HOW TO COMPLETE THIS TASK:
Please find the lines in the following records that hold "trace", and copy them.

RECORDS FOR PROCESSING:
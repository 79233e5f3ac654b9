//! Raster engine
//!
//! Owns the packed framebuffer and draws pixels, glyphs, and strings into
//! it using logical coordinates.

use core::fmt;

use heapless::Vec;
use monotext_font::{lookup, lookup_byte, Glyph, CHAR_ADVANCE};

use crate::geometry::{Geometry, GeometryError, SH1107_BUFFER_SIZE};

/// Raster construction errors
#[derive(Debug, Clone, Copy, PartialEq, Eq)]
#[cfg_attr(feature = "defmt", derive(defmt::Format))]
pub enum RasterError {
    /// Invalid panel geometry
    Geometry(GeometryError),
    /// Geometry needs more bytes than the buffer capacity
    BufferOverflow,
}

impl From<GeometryError> for RasterError {
    fn from(e: GeometryError) -> Self {
        Self::Geometry(e)
    }
}

impl fmt::Display for RasterError {
    fn fmt(&self, f: &mut fmt::Formatter<'_>) -> fmt::Result {
        match self {
            Self::Geometry(e) => write!(f, "invalid geometry: {e}"),
            Self::BufferOverflow => f.write_str("framebuffer exceeds capacity"),
        }
    }
}

/// Raster sized for the SH1107 128x64 preset
pub type Sh1107Raster = Raster<SH1107_BUFFER_SIZE>;

/// 1bpp framebuffer with text drawing
///
/// `CAP` is the storage capacity in bytes. The live buffer is exactly
/// [`Geometry::buffer_size`] bytes long. All drawing goes through
/// [`Raster::set_pixel`], which only ever turns pixels on.
pub struct Raster<const CAP: usize> {
    geometry: Geometry,
    buffer: Vec<u8, CAP>,
}

impl<const CAP: usize> Raster<CAP> {
    /// Create a zero-filled raster for `geometry`
    pub fn new(geometry: Geometry) -> Result<Self, RasterError> {
        geometry.validate()?;

        let size = geometry.buffer_size();
        if size > CAP {
            return Err(RasterError::BufferOverflow);
        }

        let mut buffer = Vec::new();
        buffer
            .resize(size, 0)
            .map_err(|_| RasterError::BufferOverflow)?;

        Ok(Self { geometry, buffer })
    }

    /// Panel geometry
    pub fn geometry(&self) -> &Geometry {
        &self.geometry
    }

    /// Framebuffer length in bytes
    pub fn buffer_size(&self) -> usize {
        self.buffer.len()
    }

    /// Packed framebuffer, ready for transfer to the controller
    pub fn buffer(&self) -> &[u8] {
        &self.buffer
    }

    /// Zero the whole framebuffer
    pub fn clear(&mut self) {
        self.buffer.fill(0);
    }

    /// Whether every pixel is off
    pub fn is_blank(&self) -> bool {
        self.buffer.iter().all(|&b| b == 0)
    }

    /// Turn on the pixel at logical `(x, y)`
    ///
    /// Coordinates off the panel are ignored.
    pub fn set_pixel(&mut self, x: i32, y: i32) {
        let (px, py) = self.geometry.to_physical(x, y);
        let Some(index) = self.geometry.byte_index(px, py) else {
            return;
        };

        if let Some(byte) = self.buffer.get_mut(index) {
            *byte |= 1 << (py as usize % 8);
        }
    }

    /// Read the pixel at logical `(x, y)`; off-panel reads are `false`
    pub fn pixel(&self, x: i32, y: i32) -> bool {
        let (px, py) = self.geometry.to_physical(x, y);
        self.geometry
            .byte_index(px, py)
            .and_then(|index| self.buffer.get(index))
            .is_some_and(|byte| byte & (1 << (py as usize % 8)) != 0)
    }

    /// Draw a glyph with its top-left corner at logical `(x, y)`
    pub fn draw_glyph(&mut self, glyph: &Glyph, x: i32, y: i32) {
        for (col, row) in glyph.pixels() {
            self.set_pixel(x.saturating_add(col as i32), y.saturating_add(row as i32));
        }
    }

    /// Draw a character; anything outside printable ASCII draws `?`
    pub fn draw_char(&mut self, ch: char, x: i32, y: i32) {
        self.draw_glyph(&lookup(ch), x, y);
    }

    /// Draw a string left to right starting at logical `(x, y)`
    ///
    /// No wrapping: text past the right edge is clipped.
    pub fn draw_string(&mut self, text: &str, x: i32, y: i32) {
        let mut cursor = x;
        for ch in text.chars() {
            self.draw_char(ch, cursor, y);
            cursor = cursor.saturating_add(CHAR_ADVANCE as i32);
        }
    }

    /// Draw raw bytes, one glyph per byte
    pub fn draw_bytes(&mut self, bytes: &[u8], x: i32, y: i32) {
        let mut cursor = x;
        for &byte in bytes {
            self.draw_glyph(&lookup_byte(byte), cursor, y);
            cursor = cursor.saturating_add(CHAR_ADVANCE as i32);
        }
    }
}

impl<const CAP: usize> AsRef<[u8]> for Raster<CAP> {
    fn as_ref(&self) -> &[u8] {
        self.buffer()
    }
}

impl<const CAP: usize> fmt::Debug for Raster<CAP> {
    fn fmt(&self, f: &mut fmt::Formatter<'_>) -> fmt::Result {
        f.debug_struct("Raster")
            .field("geometry", &self.geometry)
            .field("buffer_size", &self.buffer.len())
            .finish()
    }
}

#[cfg(test)]
mod tests {
    use super::*;
    use monotext_font::FONT_WIDTH;

    fn raster() -> Sh1107Raster {
        Raster::new(Geometry::SH1107_128X64).unwrap()
    }

    fn lit_bits(raster: &Sh1107Raster) -> u32 {
        raster.buffer().iter().map(|b| b.count_ones()).sum()
    }

    #[test]
    fn test_new_is_zeroed() {
        let r = raster();
        assert_eq!(r.buffer_size(), 1024);
        assert!(r.is_blank());
    }

    #[test]
    fn test_new_rejects_small_capacity() {
        let result = Raster::<512>::new(Geometry::SH1107_128X64);
        assert_eq!(result.err(), Some(RasterError::BufferOverflow));
    }

    #[test]
    fn test_set_pixel_origin() {
        let mut r = raster();
        r.set_pixel(0, 0);

        // px = 63, py = 0 -> byte 63, bit 0
        assert_eq!(r.buffer()[63], 0x01);
        assert_eq!(lit_bits(&r), 1);
        assert!(r.pixel(0, 0));
    }

    #[test]
    fn test_set_pixel_packs_pages() {
        let mut r = raster();
        r.set_pixel(9, 2);

        // px = 61, py = 9 -> page 1, byte 64 + 61, bit 1
        assert_eq!(r.buffer()[125], 0x02);
        assert_eq!(lit_bits(&r), 1);
    }

    #[test]
    fn test_set_pixel_is_idempotent_or() {
        let mut r = raster();
        r.set_pixel(3, 5);
        r.set_pixel(3, 5);
        r.set_pixel(4, 5);
        assert_eq!(lit_bits(&r), 2);
    }

    #[test]
    fn test_set_pixel_clips() {
        let mut r = raster();
        r.set_pixel(-1, 0);
        r.set_pixel(0, -1);
        r.set_pixel(128, 0);
        r.set_pixel(0, 64);
        r.set_pixel(i32::MAX, i32::MAX);
        r.set_pixel(i32::MIN, i32::MIN);
        assert!(r.is_blank());
    }

    #[test]
    fn test_clear() {
        let mut r = raster();
        r.draw_string("Hello", 0, 0);
        assert!(!r.is_blank());

        r.clear();
        assert!(r.is_blank());
        assert_eq!(r.buffer_size(), 1024);
    }

    #[test]
    fn test_draw_char_i_layout() {
        let mut r = raster();
        r.draw_char('I', 0, 0);

        // Glyph column c -> bit c, glyph row r -> byte 63 - r
        let buf = r.buffer();
        assert_eq!(buf[57], 0x0E);
        for &byte in &buf[58..63] {
            assert_eq!(byte, 0x04);
        }
        assert_eq!(buf[63], 0x0E);
        assert_eq!(lit_bits(&r), 11);
    }

    #[test]
    fn test_draw_char_logical_orientation() {
        let mut r = raster();
        r.draw_char('L', 10, 20);

        // 'L': full left column, bottom row across
        for row in 0..7 {
            assert!(r.pixel(10, 20 + row));
        }
        for col in 0..5 {
            assert!(r.pixel(10 + col, 26));
        }
        assert!(!r.pixel(11, 20));
    }

    #[test]
    fn test_unknown_char_matches_question_mark() {
        let mut expected = raster();
        expected.draw_char('?', 0, 0);

        let mut r = raster();
        r.draw_char('\u{1}', 0, 0);
        assert_eq!(r.buffer(), expected.buffer());

        r.clear();
        r.draw_char('€', 0, 0);
        assert_eq!(r.buffer(), expected.buffer());
    }

    #[test]
    fn test_draw_string_advances_by_six() {
        let mut expected = raster();
        expected.draw_char('A', 0, 0);
        expected.draw_char('B', (FONT_WIDTH + 1) as i32, 0);

        let mut r = raster();
        r.draw_string("AB", 0, 0);
        assert_eq!(r.buffer(), expected.buffer());
    }

    #[test]
    fn test_draw_string_single_char() {
        let mut expected = raster();
        expected.draw_char('A', 3, 4);

        let mut r = raster();
        r.draw_string("A", 3, 4);
        assert_eq!(r.buffer(), expected.buffer());
    }

    #[test]
    fn test_draw_string_empty() {
        let mut r = raster();
        r.draw_string("", 0, 0);
        assert!(r.is_blank());
    }

    #[test]
    fn test_draw_string_clips_right_edge() {
        let mut r = raster();
        // 22 characters need 132px, the panel has 128
        r.draw_string("WWWWWWWWWWWWWWWWWWWWWW", 0, 0);
        assert!(r.pixel(126, 0));
        assert!(!r.pixel(128, 0));
        assert_eq!(r.buffer_size(), 1024);
    }

    #[test]
    fn test_draw_string_partially_off_top() {
        let mut full = raster();
        full.draw_char('H', 0, 0);

        let mut r = raster();
        r.draw_char('H', 0, -3);
        // Rows 3..7 of the glyph survive at y = 0..4
        for col in 0..5 {
            for row in 3..7 {
                assert_eq!(r.pixel(col, row - 3), full.pixel(col, row));
            }
        }
    }

    #[test]
    fn test_draw_bytes_substitutes_per_byte() {
        let mut expected = raster();
        expected.draw_string("A??", 0, 0);

        let mut r = raster();
        r.draw_bytes(&[b'A', 0xC3, 0xA9], 0, 0);
        assert_eq!(r.buffer(), expected.buffer());
    }

    #[test]
    fn test_non_multiple_of_eight_geometry() {
        let geometry = Geometry::from_logical(12, 6).unwrap();
        let mut r = Raster::<16>::new(geometry).unwrap();
        assert_eq!(r.buffer_size(), 9);

        for x in -2..14 {
            for y in -2..8 {
                r.set_pixel(x, y);
            }
        }
        assert_eq!(r.buffer_size(), 9);
        // Page 0 full, page 1 only reaches byte 8
        assert!(r.buffer()[..6].iter().all(|&b| b == 0xFF));
        assert_eq!(r.buffer()[6..], [0x0F, 0x0F, 0x0F]);
    }
}
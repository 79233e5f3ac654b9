//! 5x7 bitmap font for monochrome text rendering
//!
//! This crate provides:
//! - The glyph table for printable ASCII (0x20 to 0x7E)
//! - `Glyph`, a column-major view of a single character bitmap
//! - Lookup helpers that substitute `?` for anything outside the table
//!
//! # Glyph layout
//!
//! ```text
//!  col: 0 1 2 3 4
//!  bit0 . . # . .
//!  bit1 . # . # .
//!  ...
//!  bit6 # . . . #
//! ```
//!
//! Each glyph is five column bytes. Bit `r` of column `c` is pixel `(c, r)`,
//! bit 0 being the top row. Bit 7 is always clear.
//!
//! The table is immutable, process-wide data. It knows nothing about
//! framebuffers or display orientation.

#![no_std]
#![deny(unsafe_code)]

pub mod glyph;
mod table;

pub use glyph::{
    lookup, lookup_byte, normalize, normalize_byte, text_width, Glyph, GlyphPixels,
};
pub use table::FONT_5X7;

/// Glyph width in pixels
pub const FONT_WIDTH: usize = 5;

/// Glyph height in pixels
pub const FONT_HEIGHT: usize = 7;

/// Bytes stored per glyph (one per column)
pub const FONT_BYTES_PER_CHAR: usize = FONT_WIDTH;

/// Horizontal cursor advance after each character (glyph plus 1px gap)
pub const CHAR_ADVANCE: usize = FONT_WIDTH + 1;

/// First code point in the table (space)
pub const FIRST_CHAR: u8 = 0x20;

/// Last code point in the table (tilde)
pub const LAST_CHAR: u8 = 0x7E;

/// Substitute for any character without a glyph
pub const FALLBACK_CHAR: char = '?';

/// Number of glyphs in the table
pub const GLYPH_COUNT: usize = (LAST_CHAR - FIRST_CHAR) as usize + 1;
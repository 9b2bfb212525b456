use crate::codegen::BindingStyle;
use crate::layout::{ExtractOptions, NamingConvention};
use miette::{IntoDiagnostic, Result, WrapErr};
use serde::{Deserialize, Serialize};
use std::path::{Path, PathBuf};
use tracing::debug;

/// Configuration for layoutbind
#[derive(Debug, Clone, Serialize, Deserialize)]
#[serde(default)]
pub struct Config {
    /// Resource roots searched for `layout*` directories, relative to the project
    pub res_dirs: Vec<PathBuf>,

    /// Patterns of paths never indexed as layouts
    pub exclude: Vec<String>,

    /// Extraction behaviour
    pub extract: ExtractOptions,

    /// Field naming
    pub naming: NamingConfig,

    /// View binding output
    pub binding: BindingConfig,

    /// Data-class output
    pub bean: BeanConfig,
}

#[derive(Debug, Clone, Default, Serialize, Deserialize)]
#[serde(default)]
pub struct NamingConfig {
    /// snake, camel or hungarian
    pub convention: NamingConvention,
}

#[derive(Debug, Clone, Serialize, Deserialize)]
#[serde(default)]
pub struct BindingConfig {
    /// butter_knife or find_view_by_id
    pub style: BindingStyle,

    /// Generate a click handler for every view
    pub click_handlers: bool,

    /// Access modifier for generated members, empty for package-private
    pub access: String,
}

#[derive(Debug, Clone, Serialize, Deserialize)]
#[serde(default)]
pub struct BeanConfig {
    /// Access modifier for fields and accessors
    pub access: String,

    /// Interfaces the generated class implements
    pub interfaces: Vec<String>,
}

impl Default for Config {
    fn default() -> Self {
        Self {
            res_dirs: vec![PathBuf::from("app/src/main/res")],
            exclude: vec![
                "**/build/**".to_string(),
                "**/generated/**".to_string(),
                "**/.gradle/**".to_string(),
            ],
            extract: ExtractOptions::default(),
            naming: NamingConfig::default(),
            binding: BindingConfig::default(),
            bean: BeanConfig::default(),
        }
    }
}

impl Default for BindingConfig {
    fn default() -> Self {
        Self {
            style: BindingStyle::ButterKnife,
            click_handlers: false,
            access: String::new(),
        }
    }
}

impl Default for BeanConfig {
    fn default() -> Self {
        Self {
            access: "public".to_string(),
            interfaces: vec!["Serializable".to_string()],
        }
    }
}

impl Config {
    /// Load configuration from a file (YAML or TOML)
    pub fn from_file(path: &Path) -> Result<Self> {
        let contents = std::fs::read_to_string(path)
            .into_diagnostic()
            .wrap_err_with(|| format!("Failed to read config file: {}", path.display()))?;

        let extension = path.extension().and_then(|e| e.to_str()).unwrap_or("");

        match extension {
            "yml" | "yaml" => serde_yaml::from_str(&contents)
                .into_diagnostic()
                .wrap_err("Failed to parse YAML config"),
            "toml" => toml::from_str(&contents)
                .into_diagnostic()
                .wrap_err("Failed to parse TOML config"),
            _ => {
                if let Ok(config) = serde_yaml::from_str(&contents) {
                    Ok(config)
                } else {
                    toml::from_str(&contents)
                        .into_diagnostic()
                        .wrap_err("Failed to parse config file")
                }
            }
        }
    }

    /// Try to load configuration from default locations
    pub fn from_default_locations(project_root: &Path) -> Result<Self> {
        let default_names = [
            ".layoutbind.yml",
            ".layoutbind.yaml",
            ".layoutbind.toml",
            "layoutbind.yml",
            "layoutbind.yaml",
            "layoutbind.toml",
        ];

        for name in &default_names {
            let path = project_root.join(name);
            if path.exists() {
                debug!("Using config file {}", path.display());
                return Self::from_file(&path);
            }
        }

        Ok(Self::default())
    }

    /// Resource roots resolved against the project directory
    pub fn res_roots(&self, project_root: &Path) -> Vec<PathBuf> {
        self.res_dirs.iter().map(|dir| project_root.join(dir)).collect()
    }

    /// Check if a path matches one of the exclusion patterns
    pub fn should_exclude(&self, path: &Path) -> bool {
        let path_str = path.to_string_lossy().replace('\\', "/");
        self.exclude.iter().any(|pattern| glob_match(pattern, &path_str))
    }
}

/// Minimal glob matching: `**/dir/**`, `*suffix`, `prefix*` and exact names
fn glob_match(pattern: &str, text: &str) -> bool {
    if let Some(dir) = pattern
        .strip_prefix("**/")
        .and_then(|rest| rest.strip_suffix("/**"))
    {
        // Whole directory names only: "/build/" but not "/buildSrc/"
        return text.contains(&format!("/{}/", dir)) || text.starts_with(&format!("{}/", dir));
    }

    if let Some(suffix) = pattern.strip_prefix('*') {
        return text.ends_with(suffix);
    }

    if let Some(prefix) = pattern.strip_suffix('*') {
        return text.starts_with(prefix);
    }

    text == pattern
}
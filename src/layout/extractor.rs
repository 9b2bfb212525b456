use super::element::{Element, SourceTag};
use super::error::ExtractError;
use super::reference::parse_resource_reference;
use super::tree::{LayoutResolver, TagTree};
use serde::{Deserialize, Serialize};
use tracing::{debug, trace, warn};

const INCLUDE_TAG: &str = "include";
const LAYOUT_ATTRIBUTE: &str = "layout";
const CLASS_ATTRIBUTE: &str = "class";

/// Knobs for one extraction pass
#[derive(Debug, Clone, PartialEq, Eq, Serialize, Deserialize)]
#[serde(default)]
pub struct ExtractOptions {
    /// Abort the whole pass on the first malformed id instead of skipping the tag
    pub strict: bool,

    /// Deepest chain of nested includes that will be expanded
    pub max_include_depth: usize,

    /// Attribute holding the view id
    pub id_attribute: String,
}

impl Default for ExtractOptions {
    fn default() -> Self {
        Self {
            strict: true,
            max_include_depth: 32,
            id_attribute: "android:id".to_string(),
        }
    }
}

/// Collects the views that carry an id, inlining `<include>`d layouts
pub struct Extractor {
    options: ExtractOptions,
}

/// State of a single pass
#[derive(Default)]
struct Pass {
    elements: Vec<Element>,
    /// Layouts currently being expanded, outermost first
    chain: Vec<String>,
    /// Entries of `chain` that are roots rather than includes
    base: usize,
}

impl Extractor {
    pub fn new() -> Self {
        Self::with_options(ExtractOptions::default())
    }

    pub fn with_options(options: ExtractOptions) -> Self {
        Self { options }
    }

    pub fn with_strict(mut self, strict: bool) -> Self {
        self.options.strict = strict;
        self
    }

    /// Walk `root` in document order and return every view with an id
    pub fn extract<T, R>(&self, root: &T, resolver: &R) -> Result<Vec<Element>, ExtractError>
    where
        T: TagTree,
        R: LayoutResolver,
    {
        self.run(Pass::default(), root, resolver)
    }

    /// Like [`Extractor::extract`], for a root known by name, so a layout
    /// that includes itself is reported as a cycle straight away.
    pub fn extract_named<T, R>(
        &self,
        name: &str,
        root: &T,
        resolver: &R,
    ) -> Result<Vec<Element>, ExtractError>
    where
        T: TagTree,
        R: LayoutResolver,
    {
        let pass = Pass {
            chain: vec![name.to_string()],
            base: 1,
            ..Pass::default()
        };
        self.run(pass, root, resolver)
    }

    fn run<T, R>(&self, mut pass: Pass, root: &T, resolver: &R) -> Result<Vec<Element>, ExtractError>
    where
        T: TagTree,
        R: LayoutResolver,
    {
        self.walk(root, resolver, None, &mut pass)?;
        debug!(
            "Extracted {} elements from <{}>",
            pass.elements.len(),
            root.tag_name()
        );
        Ok(pass.elements)
    }

    fn walk<T, R>(
        &self,
        node: &T,
        resolver: &R,
        layout: Option<&str>,
        pass: &mut Pass,
    ) -> Result<(), ExtractError>
    where
        T: TagTree,
        R: LayoutResolver,
    {
        if node.tag_name().eq_ignore_ascii_case(INCLUDE_TAG) {
            match self.expand_include(node, resolver, pass) {
                Err(err) if err.is_recoverable() => warn!("Skipping <include>: {}", err),
                result => result?,
            }
        } else {
            self.collect(node, layout, pass)?;
        }

        for child in node.children() {
            self.walk(child, resolver, layout, pass)?;
        }

        Ok(())
    }

    fn expand_include<T, R>(&self, node: &T, resolver: &R, pass: &mut Pass) -> Result<(), ExtractError>
    where
        T: TagTree,
        R: LayoutResolver,
    {
        let reference = node.attribute(LAYOUT_ATTRIBUTE);
        let name = reference
            .and_then(parse_resource_reference)
            .map(|r| r.name)
            .ok_or_else(|| ExtractError::MalformedIncludeReference {
                reference: reference.map(str::to_string),
            })?;

        if pass.chain.iter().any(|open| open == name) {
            let mut chain = pass.chain.clone();
            chain.push(name.to_string());
            return Err(ExtractError::IncludeCycle { chain });
        }

        let tree = resolver
            .resolve(name)
            .ok_or_else(|| ExtractError::UnresolvedInclude {
                name: name.to_string(),
            })?;

        if pass.chain.len() - pass.base >= self.options.max_include_depth {
            return Err(ExtractError::IncludeDepthExceeded {
                name: name.to_string(),
                limit: self.options.max_include_depth,
            });
        }

        trace!("Expanding include of {}", name);
        pass.chain.push(name.to_string());
        let result = self.walk(&tree, resolver, Some(name), pass);
        pass.chain.pop();
        result
    }

    fn collect<T: TagTree>(
        &self,
        node: &T,
        layout: Option<&str>,
        pass: &mut Pass,
    ) -> Result<(), ExtractError> {
        let Some(id) = node
            .attribute(&self.options.id_attribute)
            .filter(|value| !value.is_empty())
        else {
            return Ok(());
        };

        let type_name = node.attribute(CLASS_ATTRIBUTE).unwrap_or(node.tag_name());
        let source = SourceTag::new(layout.map(str::to_string), node.source_offset());

        match Element::new(type_name, id, source) {
            Ok(element) => {
                trace!("Found {} {}", element.type_name(), element.raw_id());
                pass.elements.push(element);
            }
            Err(err) if !self.options.strict => warn!("Skipping tag: {}", err),
            Err(err) => return Err(err),
        }

        Ok(())
    }
}

impl Default for Extractor {
    fn default() -> Self {
        Self::new()
    }
}

/// Extract with default (strict) options
pub fn extract<T, R>(root: &T, resolver: &R) -> Result<Vec<Element>, ExtractError>
where
    T: TagTree,
    R: LayoutResolver,
{
    Extractor::new().extract(root, resolver)
}
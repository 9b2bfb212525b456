//! CLI integration tests
//!
//! These tests run the layoutbind binary against the fixture project.

use assert_cmd::Command;
use predicates::prelude::*;
use std::path::PathBuf;

/// Get the path to the test fixtures directory
fn fixtures_path() -> PathBuf {
    PathBuf::from(env!("CARGO_MANIFEST_DIR")).join("tests/fixtures")
}

/// layoutbind with `--project` pointing at the fixtures
fn layoutbind() -> Command {
    let mut cmd = Command::cargo_bin("layoutbind").unwrap();
    cmd.arg("--project").arg(fixtures_path());
    cmd
}

// ============================================================================
// Basic CLI Tests
// ============================================================================

#[test]
fn test_cli_help() {
    Command::cargo_bin("layoutbind")
        .unwrap()
        .arg("--help")
        .assert()
        .success()
        .stdout(predicate::str::contains("bind"))
        .stdout(predicate::str::contains("bean"));
}

#[test]
fn test_cli_version() {
    Command::cargo_bin("layoutbind")
        .unwrap()
        .arg("--version")
        .assert()
        .success()
        .stdout(predicate::str::contains("layoutbind"));
}

// ============================================================================
// bind
// ============================================================================

#[test]
fn test_bind_default_butterknife() {
    layoutbind()
        .args(["bind", "activity_main"])
        .assert()
        .success()
        .stdout(predicate::str::contains(
            "@BindView(R.id.header_icon)\nImageView mHeaderIcon;",
        ))
        .stdout(predicate::str::contains(
            "@BindView(R.id.submit_button)\nAppCompatButton mSubmitButton;",
        ))
        .stdout(predicate::str::contains("landscape_only").not());
}

#[test]
fn test_bind_find_view_camel_with_clicks() {
    layoutbind()
        .args([
            "bind",
            "activity_main",
            "--style",
            "find-view",
            "--naming",
            "camel",
            "--click",
            "--access",
            "private",
        ])
        .assert()
        .success()
        .stdout(predicate::str::contains("private EditText userName;"))
        .stdout(predicate::str::contains(
            "    submitButton.setOnClickListener(this::submitButtonClick);",
        ))
        .stdout(predicate::str::contains("private void submitButtonClick(View view) {"));
}

#[test]
fn test_bind_from_source_line() {
    layoutbind()
        .args([
            "bind",
            "--line",
            "        setContentView(R.layout.activity_main);",
            "--naming",
            "snake",
        ])
        .assert()
        .success()
        .stdout(predicate::str::contains("EditText user_name;"));
}

#[test]
fn test_bind_layout_file_path() {
    let path = fixtures_path().join("app/src/main/res/layout/view_header.xml");

    layoutbind()
        .arg("bind")
        .arg(path)
        .args(["--format", "json"])
        .assert()
        .success()
        .stdout(predicate::str::contains("\"layout\": \"view_header\""))
        .stdout(predicate::str::contains("\"total\": 2"))
        .stdout(predicate::str::contains("\"field_name\": \"mTitle\""));
}

#[test]
fn test_bind_json_marks_included_views() {
    let output = layoutbind()
        .args(["bind", "activity_main", "--format", "json"])
        .output()
        .unwrap();
    assert!(output.status.success());

    let json: serde_json::Value = serde_json::from_slice(&output.stdout).unwrap();
    assert_eq!(json["total"], 4);
    assert_eq!(json["elements"][0]["included_from"], "view_header");
    assert!(json["elements"][2].get("included_from").is_none());
}

#[test]
fn test_bind_unknown_layout_fails() {
    layoutbind()
        .args(["bind", "no_such_layout"])
        .assert()
        .failure()
        .stderr(predicate::str::contains("no_such_layout"));
}

#[test]
fn test_bind_cycle_fails() {
    layoutbind()
        .args(["bind", "cycle_a"])
        .assert()
        .failure()
        .stderr(predicate::str::contains("include cycle"));
}

#[test]
fn test_bind_bad_id_strict_and_lenient() {
    layoutbind()
        .args(["bind", "bad_id"])
        .assert()
        .failure()
        .stderr(predicate::str::contains("title_without_prefix"));

    layoutbind()
        .args(["bind", "bad_id", "--lenient"])
        .assert()
        .success()
        .stdout(predicate::str::contains("Button mOk;"));
}

#[test]
fn test_bind_without_layout_fails() {
    layoutbind().arg("bind").assert().failure();
}

#[test]
fn test_bind_writes_output_file() {
    let dir = tempfile::tempdir().unwrap();
    let out = dir.path().join("Views.java");

    layoutbind()
        .args(["bind", "activity_main", "--output"])
        .arg(&out)
        .assert()
        .success();

    let written = std::fs::read_to_string(out).unwrap();
    assert!(written.contains("@BindView(R.id.user_name)"));
}

#[test]
fn test_bind_empty_layout_writes_output_file() {
    let dir = tempfile::tempdir().unwrap();
    let out = dir.path().join("Empty.java");

    layoutbind()
        .args(["bind", "empty_screen", "--output"])
        .arg(&out)
        .assert()
        .success()
        .stdout(predicate::str::contains("No views").not())
        .stderr(predicate::str::contains("No views with an id in empty_screen"));

    assert_eq!(std::fs::read_to_string(out).unwrap(), "");
}

#[test]
fn test_bind_logs_info_to_stderr() {
    layoutbind()
        .args(["bind", "activity_main"])
        .assert()
        .success()
        .stderr(predicate::str::contains("Indexed"))
        .stdout(predicate::str::contains("Indexed").not());

    layoutbind()
        .args(["--quiet", "bind", "activity_main"])
        .assert()
        .success()
        .stderr(predicate::str::contains("Indexed").not());
}

#[test]
fn test_bind_config_file_sets_convention() {
    let dir = tempfile::tempdir().unwrap();
    let config = dir.path().join("custom.toml");
    std::fs::write(&config, "[naming]\nconvention = \"camel\"\n").unwrap();

    layoutbind()
        .args(["bind", "activity_main", "--config"])
        .arg(&config)
        .assert()
        .success()
        .stdout(predicate::str::contains("EditText userName;"));
}

// ============================================================================
// bean
// ============================================================================

#[test]
fn test_bean_from_file() {
    layoutbind()
        .args(["bean", "User", "--package", "com.example.model", "--fields"])
        .arg(fixtures_path().join("fields/user.txt"))
        .assert()
        .success()
        .stdout(predicate::str::starts_with("package com.example.model;"))
        .stdout(predicate::str::contains(
            "public class User implements Serializable {",
        ))
        .stdout(predicate::str::contains("    public Integer getId() {"))
        .stdout(predicate::str::contains("    public void setAge(int age) {"));
}

#[test]
fn test_bean_from_stdin() {
    layoutbind()
        .args(["bean", "Point", "--no-interfaces", "--access", "private"])
        .write_stdin("x int\ny int\n")
        .assert()
        .success()
        .stdout(predicate::str::contains("public class Point {"))
        .stdout(predicate::str::contains("    private int x;"));
}

#[test]
fn test_bean_malformed_fields() {
    layoutbind()
        .args(["bean", "Broken"])
        .write_stdin("name String\nage\n")
        .assert()
        .failure()
        .stderr(predicate::str::contains("line 2"));
}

EXERCISE ANSWER:
use tracing::{debug, trace, warn};
        trace!("Expanding include of {}", name);
                trace!("Found {} {}", element.type_name(), element.raw_id());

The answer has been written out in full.